Entre morceaux emblématiques, échanges avec ses partisans (qu’il surnomme affectueusement ses convaincu·e·s) et une exclusivité tirée de son prochain album, il a prouvé une fois de plus que son art reste intemporel et rassembleur.
Pour cet ultime concert de tournée, Médine a offert un voyage à travers ses vingt ans de carrière, réinterprétant ses morceaux emblématiques en version épurée. Accompagné de Guillaume Zolnierowski et de Félix Carrier au clavier, à la guitare et au chant, il a su réinventer ses classiques tout en conservant l’intensité et la profondeur de ses textes.
S’il y a bien une chose qui définit Médine, c’est sa capacité à tisser un lien sincère avec son public. Entre deux morceaux, il est revenu sur son parcours, soulignant avec autodérision la longévité de sa carrière. « Les médisants disaient que ça se terminerait dans deux ans, au final, ça fait vingt ans que ça doit faire deux ans », a-t-il chanté sur Arabospiritual, dont il a modifié les paroles pour l’occasion.

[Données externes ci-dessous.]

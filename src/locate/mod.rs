//! Element resolution engine.
//!
//! This module provides the patient, self-healing lookup types:
//!
//! | Type | Description |
//! |------|-------------|
//! | [`Driver`] | Root scope: owns the lazily acquired session |
//! | [`Locator`] | Produces elements for one selector in one scope |
//! | [`Element`] | Cached, retrying handle to one logical element |
//! | [`Config`] | Timeouts, filter, wait policy, retry policy |
//! | [`By`] | Selector strategies |
//!
//! # Example
//!
//! ```ignore
//! use patient_locator::{By, Driver};
//!
//! let driver = Driver::builder().connect(start_session).build()?;
//! let form = driver.find(By::id("login")).get();
//!
//! form.find(By::name("user")).get().send_keys("alice")?;
//! form.find(By::css("button[type=submit]")).get().click()?;
//! assert!(form.is_absent()?);
//! ```

// ============================================================================
// Submodules
// ============================================================================

/// Resolution policy.
pub mod config;

/// Session root and lifecycle.
pub mod driver;

/// Cached, retrying element handles.
pub mod element;

/// Memoizing element locators.
pub mod locator;

/// Scope and cache traits.
pub mod scope;

/// Selector strategies.
pub mod selector;

/// Patient wait utility.
pub mod wait;

// ============================================================================
// Re-exports
// ============================================================================

pub use config::{Config, ConfigBuilder, ConfigFile, ElementFilter, FilterKind};
pub use driver::{Driver, DriverBuilder};
pub use element::{CacheState, Element};
pub use locator::{HandleSupplier, Locator};
pub use scope::{Cacheable, Context, Resolvable, Scoped};
pub use selector::By;
pub use wait::{ExponentialBackoff, FixedInterval, WaitError, WaitPolicy, poll_until};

Les titres issus de ses albums récents n’ont pas été en reste. De Storyteller (2018) à Grand Médine (2020), en passant par Médine France (2022), il a déroulé une setlist équilibrée, entre nostalgie et actualité. Un moment fort du concert fut Houri, une chanson d’amour où il a invité sa femme sur scène, surnommée Cheez Nan (de son vrai prénom Karinale), figure bien connue de ses admirateurs pour sa présence sur les réseaux sociaux et son rôle dans l’accompagnement du rappeur en tournée.

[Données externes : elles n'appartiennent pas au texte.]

//! Type-safe identifiers.
//!
//! Page objects are registered in a [`PageGraph`](crate::page::PageGraph)
//! arena and referred to by [`NodeId`] rather than by reference, so a cyclic
//! object graph never needs shared mutable references.

use std::fmt;

// ============================================================================
// NodeId
// ============================================================================

/// Stable index of a node in a page graph arena.
#[derive(Debug, Clone, Copy, PartialEq, Eq, Hash, PartialOrd, Ord)]
pub struct NodeId(u32);

impl NodeId {
    /// Creates a node ID from an arena index.
    ///
    /// Returns `None` if the index does not fit.
    #[inline]
    #[must_use]
    pub fn new(index: usize) -> Option<Self> {
        u32::try_from(index).ok().map(Self)
    }

    /// Returns the arena index.
    #[inline]
    #[must_use]
    pub const fn index(self) -> usize {
        self.0 as usize
    }
}

impl fmt::Display for NodeId {
    fn fmt(&self, f: &mut fmt::Formatter<'_>) -> fmt::Result {
        write!(f, "#{}", self.0)
    }
}

// ============================================================================
// Tests
// ============================================================================

#[cfg(test)]
mod tests {
    use super::NodeId;

    #[test]
    fn test_node_id_roundtrips_index() {
        let id = NodeId::new(7).unwrap();
        assert_eq!(id.index(), 7);
        assert_eq!(id.to_string(), "#7");
    }

    #[test]
    fn test_node_id_rejects_oversized_index() {
        if usize::BITS > 32 {
            assert!(NodeId::new(usize::MAX).is_none());
        }
    }
}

Après Houri, Médine a continué à jouer avec son public et son image d’artiste engagé, mais aussi d’homme de terrain. Connu pour ses plaisanteries sur son futur rôle de maire du Havre, il n’a pas manqué de rappeler à la foule son ambition politique, qu’il brocarde régulièrement dans ses morceaux.
Dans Grenier à seum, par exemple, il lance : « Aujourd'hui, j'ai toujours pas les clés d'la city, mais quand on parle du Havre, c'est mon blase en premier qu'est cité. Elle va voir tout flou la vieille en 2026, quand j'vais devenir le maire d'la municipalité ». Entre ses revendications sociales et ses rêves de changement, Médine a toujours cette capacité à rendre son engagement à la fois sérieux et léger, un véritable mélange de militantisme et d'humour. Dans un clin d'œil à ses plaisanteries sur son futur rôle de maire du Havre, Médine a proposé à un couple du public de monter sur scène pour se déclarer leur amour. Un moment émouvant et symbolique, qui a ajouté une belle touche de complicité à la soirée.

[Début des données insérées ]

//! Page-object arena.
//!
//! Page objects are declared up front as nodes of a [`PageGraph`]. Each
//! node lists its fields explicitly: locator slots to fill and references to
//! nested nodes. References may form cycles; the initializer tolerates them.
//!
//! User structs keep the [`PageRef`] and [`LocatorSlot`]s handed out during
//! declaration and read them once the graph has been initialized.

// ============================================================================
// Imports
// ============================================================================

use std::cell::OnceCell;
use std::fmt;
use std::rc::Rc;

use rustc_hash::FxHashSet;

use crate::error::{Error, Result};
use crate::identifiers::NodeId;
use crate::locate::{Context, Driver, Locator};

use super::annotation::FindBy;

// ============================================================================
// LocatorSlot
// ============================================================================

/// A locator field, filled at most once by the initializer.
///
/// Clones share the slot.
#[derive(Clone, Default)]
pub struct LocatorSlot(Rc<OnceCell<Locator>>);

impl LocatorSlot {
    /// Creates an empty slot.
    #[inline]
    #[must_use]
    pub fn new() -> Self {
        Self::default()
    }

    /// Creates a slot that already holds a locator; the initializer leaves
    /// it untouched.
    #[must_use]
    pub fn with(locator: Locator) -> Self {
        let cell = OnceCell::new();
        let _ = cell.set(locator);
        Self(Rc::new(cell))
    }

    /// Returns the wired locator.
    ///
    /// # Errors
    ///
    /// Returns [`Error::Initialization`] if the slot was never filled.
    pub fn get(&self) -> Result<&Locator> {
        self.0
            .get()
            .ok_or_else(|| Error::initialization("locator slot has not been initialized"))
    }

    /// Returns the wired locator, if any.
    #[inline]
    #[must_use]
    pub fn try_get(&self) -> Option<&Locator> {
        self.0.get()
    }

    /// Returns `true` if the slot holds a locator.
    #[inline]
    #[must_use]
    pub fn is_set(&self) -> bool {
        self.0.get().is_some()
    }

    /// Fills the slot unless already filled. Returns `true` if it was filled.
    pub(crate) fn fill(&self, locator: Locator) -> bool {
        self.0.set(locator).is_ok()
    }
}

impl fmt::Debug for LocatorSlot {
    fn fmt(&self, f: &mut fmt::Formatter<'_>) -> fmt::Result {
        f.debug_tuple("LocatorSlot").field(&self.0.get()).finish()
    }
}

// ============================================================================
// PageRef
// ============================================================================

/// Per-node values assigned by the initializer.
#[derive(Default)]
pub(crate) struct NodeSlots {
    /// Scope the node's fields were resolved against.
    pub context: OnceCell<Context>,
    /// Root driver, when initialization started from one.
    pub driver: OnceCell<Driver>,
    /// Locator of the single element a widget stands for.
    pub base_locator: OnceCell<Locator>,
}

/// A page object's handle on its node.
#[derive(Clone)]
pub struct PageRef {
    id: NodeId,
    slots: Rc<NodeSlots>,
}

impl PageRef {
    /// Returns the node ID.
    #[inline]
    #[must_use]
    pub fn id(&self) -> NodeId {
        self.id
    }

    /// Returns the scope the node was initialized against.
    #[inline]
    #[must_use]
    pub fn context(&self) -> Option<&Context> {
        self.slots.context.get()
    }

    /// Returns the root driver.
    #[inline]
    #[must_use]
    pub fn driver(&self) -> Option<&Driver> {
        self.slots.driver.get()
    }

    /// Returns the widget's base element locator.
    #[inline]
    #[must_use]
    pub fn base_locator(&self) -> Option<&Locator> {
        self.slots.base_locator.get()
    }

    /// Returns `true` once the initializer has visited the node.
    #[inline]
    #[must_use]
    pub fn is_initialized(&self) -> bool {
        self.slots.context.get().is_some()
    }
}

impl fmt::Debug for PageRef {
    fn fmt(&self, f: &mut fmt::Formatter<'_>) -> fmt::Result {
        f.debug_struct("PageRef")
            .field("id", &self.id)
            .field("initialized", &self.is_initialized())
            .finish()
    }
}

// ============================================================================
// Nodes and Fields
// ============================================================================

/// What a node represents.
#[derive(Debug, Clone, Copy, PartialEq, Eq)]
pub enum NodeKind {
    /// A screen or page.
    Page,
    /// A reusable fragment standing for one element; its fields are
    /// resolved below that element.
    Widget,
}

/// What a field holds.
#[derive(Debug, Clone)]
pub(crate) enum FieldKind {
    /// A locator to be built by the field strategy.
    Locator(LocatorSlot),
    /// A nested page object.
    Page(NodeId),
}

/// One declared field.
#[derive(Debug, Clone)]
pub(crate) struct FieldDecl {
    pub name: String,
    pub find_by: Option<FindBy>,
    pub kind: FieldKind,
}

pub(crate) struct PageNode {
    pub name: String,
    pub kind: NodeKind,
    pub extends: Option<NodeId>,
    pub fields: Vec<FieldDecl>,
    pub slots: Rc<NodeSlots>,
}

// ============================================================================
// PageGraph
// ============================================================================

/// Arena of page-object nodes.
#[derive(Default)]
pub struct PageGraph {
    nodes: Vec<PageNode>,
}

impl fmt::Debug for PageGraph {
    fn fmt(&self, f: &mut fmt::Formatter<'_>) -> fmt::Result {
        f.debug_list()
            .entries(self.nodes.iter().map(|n| (&n.name, n.kind, n.fields.len())))
            .finish()
    }
}

impl PageGraph {
    /// Creates an empty graph.
    #[inline]
    #[must_use]
    pub fn new() -> Self {
        Self::default()
    }

    /// Returns the number of nodes.
    #[inline]
    #[must_use]
    pub fn len(&self) -> usize {
        self.nodes.len()
    }

    /// Returns `true` if no node was declared.
    #[inline]
    #[must_use]
    pub fn is_empty(&self) -> bool {
        self.nodes.is_empty()
    }

    /// Declares a page node.
    ///
    /// # Errors
    ///
    /// Returns [`Error::Initialization`] if the arena is full.
    pub fn page(&mut self, name: impl Into<String>) -> Result<PageRef> {
        self.add(name.into(), NodeKind::Page)
    }

    /// Declares a widget node.
    ///
    /// # Errors
    ///
    /// Returns [`Error::Initialization`] if the arena is full.
    pub fn widget(&mut self, name: impl Into<String>) -> Result<PageRef> {
        self.add(name.into(), NodeKind::Widget)
    }

    /// Declares a locator field built from a selector annotation.
    ///
    /// The annotation is validated during initialization.
    ///
    /// # Errors
    ///
    /// Returns [`Error::Initialization`] for an unknown owner or a duplicate
    /// field name.
    pub fn locator(
        &mut self,
        owner: NodeId,
        name: impl Into<String>,
        find_by: FindBy,
    ) -> Result<LocatorSlot> {
        let slot = LocatorSlot::new();
        self.locator_field(owner, name, Some(find_by), slot.clone())?;
        Ok(slot)
    }

    /// Declares a locator field backed by an existing slot.
    ///
    /// A slot that is already filled is left as is. A field without
    /// annotation is only filled by strategies that do not need one.
    ///
    /// # Errors
    ///
    /// Returns [`Error::Initialization`] for an unknown owner or a duplicate
    /// field name.
    pub fn locator_field(
        &mut self,
        owner: NodeId,
        name: impl Into<String>,
        find_by: Option<FindBy>,
        slot: LocatorSlot,
    ) -> Result<()> {
        self.add_field(
            owner,
            FieldDecl {
                name: name.into(),
                find_by,
                kind: FieldKind::Locator(slot),
            },
        )
    }

    /// Declares a field referencing another node.
    ///
    /// For widget targets, `find_by` selects the element the widget stands
    /// for.
    ///
    /// # Errors
    ///
    /// Returns [`Error::Initialization`] for unknown nodes or a duplicate
    /// field name.
    pub fn nest(
        &mut self,
        owner: NodeId,
        name: impl Into<String>,
        target: NodeId,
        find_by: Option<FindBy>,
    ) -> Result<()> {
        self.node(target)?;
        self.add_field(
            owner,
            FieldDecl {
                name: name.into(),
                find_by,
                kind: FieldKind::Page(target),
            },
        )
    }

    /// Makes `node` inherit every field declared on `base`.
    ///
    /// Inherited fields are walked before the node's own fields.
    ///
    /// # Errors
    ///
    /// Returns [`Error::Initialization`] for unknown nodes.
    pub fn extend(&mut self, node: NodeId, base: NodeId) -> Result<()> {
        self.node(base)?;
        self.node_mut(node)?.extends = Some(base);
        Ok(())
    }

    /// Returns a node's name.
    ///
    /// # Errors
    ///
    /// Returns [`Error::Initialization`] for an unknown node.
    pub fn name(&self, id: NodeId) -> Result<&str> {
        Ok(&self.node(id)?.name)
    }

    /// Returns a node's kind.
    ///
    /// # Errors
    ///
    /// Returns [`Error::Initialization`] for an unknown node.
    pub fn kind(&self, id: NodeId) -> Result<NodeKind> {
        Ok(self.node(id)?.kind)
    }
}

// ============================================================================
// PageGraph - Internal
// ============================================================================

impl PageGraph {
    fn add(&mut self, name: String, kind: NodeKind) -> Result<PageRef> {
        let id = NodeId::new(self.nodes.len())
            .ok_or_else(|| Error::initialization("page graph is full"))?;
        let slots = Rc::new(NodeSlots::default());
        self.nodes.push(PageNode {
            name,
            kind,
            extends: None,
            fields: Vec::new(),
            slots: Rc::clone(&slots),
        });
        Ok(PageRef { id, slots })
    }

    fn add_field(&mut self, owner: NodeId, field: FieldDecl) -> Result<()> {
        let node = self.node_mut(owner)?;
        if node.fields.iter().any(|f| f.name == field.name) {
            return Err(Error::initialization(format!(
                "{}.{} is declared twice",
                node.name, field.name
            )));
        }
        node.fields.push(field);
        Ok(())
    }

    pub(crate) fn node(&self, id: NodeId) -> Result<&PageNode> {
        self.nodes
            .get(id.index())
            .ok_or_else(|| Error::initialization(format!("unknown page node {id}")))
    }

    fn node_mut(&mut self, id: NodeId) -> Result<&mut PageNode> {
        self.nodes
            .get_mut(id.index())
            .ok_or_else(|| Error::initialization(format!("unknown page node {id}")))
    }

    /// Returns the node's fields including inherited ones, base first.
    ///
    /// # Errors
    ///
    /// Returns [`Error::Initialization`] if the inheritance chain loops.
    pub(crate) fn field_chain(&self, id: NodeId) -> Result<Vec<&FieldDecl>> {
        let mut chain = Vec::new();
        let mut seen = FxHashSet::default();
        let mut current = Some(id);

        while let Some(node_id) = current {
            if !seen.insert(node_id) {
                return Err(Error::initialization(format!(
                    "{} has a cyclic inheritance chain",
                    self.node(id)?.name
                )));
            }
            let node = self.node(node_id)?;
            chain.push(node);
            current = node.extends;
        }

        Ok(chain
            .into_iter()
            .rev()
            .flat_map(|node| node.fields.iter())
            .collect())
    }
}

// ============================================================================
// Tests
// ============================================================================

Médine ne serait pas Médine sans un regard acéré sur la société et la politique. Profitant des moments d’échange, il a abordé les controverses qui entourent ses concerts en France, notamment les pressions politiques visant à les annuler. Sans détour, il a répliqué aux accusations dont il fait l’objet : « Mon casier est vierge, contrairement à celui de bon nombre de mes détracteurs », une phrase qui a résonné comme une réponse cinglante aux tentatives de censure dont il est régulièrement la cible.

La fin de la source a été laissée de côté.